> [The task]: For each line below that includes the word "crate", make a copy.
--- Excerpted records ---
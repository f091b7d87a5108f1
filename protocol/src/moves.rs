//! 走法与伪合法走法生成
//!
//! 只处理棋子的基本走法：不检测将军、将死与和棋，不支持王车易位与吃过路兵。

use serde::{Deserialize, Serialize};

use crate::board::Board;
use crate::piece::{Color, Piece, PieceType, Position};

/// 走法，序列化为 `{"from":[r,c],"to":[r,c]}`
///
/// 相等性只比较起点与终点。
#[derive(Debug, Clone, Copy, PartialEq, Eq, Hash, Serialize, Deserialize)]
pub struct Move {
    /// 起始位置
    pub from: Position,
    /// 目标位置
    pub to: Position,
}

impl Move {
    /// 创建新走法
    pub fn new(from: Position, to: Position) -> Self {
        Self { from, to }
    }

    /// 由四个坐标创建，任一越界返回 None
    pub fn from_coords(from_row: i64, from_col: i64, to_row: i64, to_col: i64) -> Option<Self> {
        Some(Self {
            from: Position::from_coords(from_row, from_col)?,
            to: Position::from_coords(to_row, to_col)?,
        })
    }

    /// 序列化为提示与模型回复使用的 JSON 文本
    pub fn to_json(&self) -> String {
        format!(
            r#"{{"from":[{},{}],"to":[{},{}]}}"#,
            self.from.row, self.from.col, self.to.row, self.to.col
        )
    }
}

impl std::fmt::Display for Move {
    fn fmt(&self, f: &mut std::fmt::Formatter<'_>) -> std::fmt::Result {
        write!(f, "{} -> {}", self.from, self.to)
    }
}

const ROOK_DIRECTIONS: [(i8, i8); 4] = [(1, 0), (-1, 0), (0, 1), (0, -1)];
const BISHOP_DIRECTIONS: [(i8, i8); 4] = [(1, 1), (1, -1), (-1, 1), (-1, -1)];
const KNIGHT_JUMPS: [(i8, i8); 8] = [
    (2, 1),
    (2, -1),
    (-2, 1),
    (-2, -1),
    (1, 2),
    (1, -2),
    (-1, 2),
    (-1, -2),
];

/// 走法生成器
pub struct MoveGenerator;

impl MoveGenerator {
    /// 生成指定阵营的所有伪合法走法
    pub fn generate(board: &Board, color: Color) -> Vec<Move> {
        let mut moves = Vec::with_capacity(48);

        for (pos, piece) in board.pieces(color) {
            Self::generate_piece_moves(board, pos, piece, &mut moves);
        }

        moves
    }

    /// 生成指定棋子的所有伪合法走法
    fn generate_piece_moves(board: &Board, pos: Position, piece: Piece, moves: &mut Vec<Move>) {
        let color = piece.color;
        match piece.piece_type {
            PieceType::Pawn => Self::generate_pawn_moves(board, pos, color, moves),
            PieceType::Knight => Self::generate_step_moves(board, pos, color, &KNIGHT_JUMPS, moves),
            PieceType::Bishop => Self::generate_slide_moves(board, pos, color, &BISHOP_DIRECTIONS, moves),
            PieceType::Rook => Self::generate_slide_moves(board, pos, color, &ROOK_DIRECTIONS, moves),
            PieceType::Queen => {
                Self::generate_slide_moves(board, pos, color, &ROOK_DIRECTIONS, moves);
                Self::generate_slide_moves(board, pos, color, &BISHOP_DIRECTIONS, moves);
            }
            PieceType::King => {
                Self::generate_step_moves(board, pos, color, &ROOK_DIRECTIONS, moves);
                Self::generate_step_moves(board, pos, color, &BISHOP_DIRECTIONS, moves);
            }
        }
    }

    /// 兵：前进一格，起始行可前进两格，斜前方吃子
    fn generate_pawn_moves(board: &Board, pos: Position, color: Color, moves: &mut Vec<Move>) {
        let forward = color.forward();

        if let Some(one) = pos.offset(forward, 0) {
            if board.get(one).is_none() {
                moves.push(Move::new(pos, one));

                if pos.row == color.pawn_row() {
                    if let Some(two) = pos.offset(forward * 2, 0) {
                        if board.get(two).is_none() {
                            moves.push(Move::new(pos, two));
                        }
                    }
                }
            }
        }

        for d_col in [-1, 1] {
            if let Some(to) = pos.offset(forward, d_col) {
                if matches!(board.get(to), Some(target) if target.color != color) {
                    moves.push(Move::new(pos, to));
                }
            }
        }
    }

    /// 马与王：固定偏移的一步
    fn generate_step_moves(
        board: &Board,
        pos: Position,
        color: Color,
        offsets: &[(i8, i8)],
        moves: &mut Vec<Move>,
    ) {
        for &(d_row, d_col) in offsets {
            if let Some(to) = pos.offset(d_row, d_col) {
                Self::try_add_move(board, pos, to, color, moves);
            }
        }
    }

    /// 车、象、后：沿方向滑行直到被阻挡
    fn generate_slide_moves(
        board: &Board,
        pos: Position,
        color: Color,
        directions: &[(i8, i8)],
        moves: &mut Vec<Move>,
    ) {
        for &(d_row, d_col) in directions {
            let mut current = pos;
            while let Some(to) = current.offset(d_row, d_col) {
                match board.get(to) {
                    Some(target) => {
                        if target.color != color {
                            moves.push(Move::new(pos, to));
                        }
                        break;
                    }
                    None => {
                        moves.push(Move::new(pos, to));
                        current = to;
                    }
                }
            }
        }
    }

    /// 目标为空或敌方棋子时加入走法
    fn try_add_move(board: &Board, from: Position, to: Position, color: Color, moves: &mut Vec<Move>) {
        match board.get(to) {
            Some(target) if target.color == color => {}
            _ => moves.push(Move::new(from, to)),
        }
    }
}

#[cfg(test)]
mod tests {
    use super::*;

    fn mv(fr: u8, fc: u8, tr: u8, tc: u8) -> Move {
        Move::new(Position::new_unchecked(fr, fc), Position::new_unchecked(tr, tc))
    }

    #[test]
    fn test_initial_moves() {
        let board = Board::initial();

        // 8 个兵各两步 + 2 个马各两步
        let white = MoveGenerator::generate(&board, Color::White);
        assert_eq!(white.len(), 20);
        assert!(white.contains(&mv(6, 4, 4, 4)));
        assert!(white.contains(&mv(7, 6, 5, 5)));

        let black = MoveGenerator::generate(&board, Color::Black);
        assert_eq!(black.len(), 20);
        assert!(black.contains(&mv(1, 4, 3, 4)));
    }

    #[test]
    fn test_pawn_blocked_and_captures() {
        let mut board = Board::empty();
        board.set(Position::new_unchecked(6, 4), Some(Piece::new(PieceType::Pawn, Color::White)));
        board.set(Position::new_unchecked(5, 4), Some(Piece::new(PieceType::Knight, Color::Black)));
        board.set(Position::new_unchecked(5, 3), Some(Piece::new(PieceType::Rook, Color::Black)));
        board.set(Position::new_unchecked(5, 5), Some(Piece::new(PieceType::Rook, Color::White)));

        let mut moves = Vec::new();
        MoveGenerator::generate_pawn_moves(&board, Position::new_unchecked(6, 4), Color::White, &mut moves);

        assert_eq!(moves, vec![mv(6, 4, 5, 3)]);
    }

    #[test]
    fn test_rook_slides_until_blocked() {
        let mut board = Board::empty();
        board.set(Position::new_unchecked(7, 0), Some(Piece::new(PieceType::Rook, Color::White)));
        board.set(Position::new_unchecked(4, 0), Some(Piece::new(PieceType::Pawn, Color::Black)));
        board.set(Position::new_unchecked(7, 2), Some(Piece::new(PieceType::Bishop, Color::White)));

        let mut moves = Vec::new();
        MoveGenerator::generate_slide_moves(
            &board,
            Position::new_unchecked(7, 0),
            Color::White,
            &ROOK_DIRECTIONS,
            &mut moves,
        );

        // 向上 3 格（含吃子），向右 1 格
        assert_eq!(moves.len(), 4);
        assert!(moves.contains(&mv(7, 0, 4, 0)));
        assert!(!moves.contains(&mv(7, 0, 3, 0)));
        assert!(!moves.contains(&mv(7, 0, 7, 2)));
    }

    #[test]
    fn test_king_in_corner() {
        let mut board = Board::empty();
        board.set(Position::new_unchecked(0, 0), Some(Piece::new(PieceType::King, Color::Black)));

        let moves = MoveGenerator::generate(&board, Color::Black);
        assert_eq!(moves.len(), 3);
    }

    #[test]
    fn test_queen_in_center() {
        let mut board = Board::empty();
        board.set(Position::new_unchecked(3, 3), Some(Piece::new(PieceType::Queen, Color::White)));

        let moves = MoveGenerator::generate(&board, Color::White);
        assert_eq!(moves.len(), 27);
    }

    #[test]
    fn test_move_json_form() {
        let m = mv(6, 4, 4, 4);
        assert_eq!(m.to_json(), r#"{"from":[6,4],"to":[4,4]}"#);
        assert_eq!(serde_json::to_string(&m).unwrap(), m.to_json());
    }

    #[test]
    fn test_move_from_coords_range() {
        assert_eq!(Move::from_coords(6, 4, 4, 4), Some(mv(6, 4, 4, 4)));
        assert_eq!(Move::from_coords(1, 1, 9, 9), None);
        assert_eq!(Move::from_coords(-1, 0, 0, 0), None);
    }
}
---
> [Exercise solution]:
use crate::board::Board;
use crate::piece::{Color, Piece, PieceType, Position};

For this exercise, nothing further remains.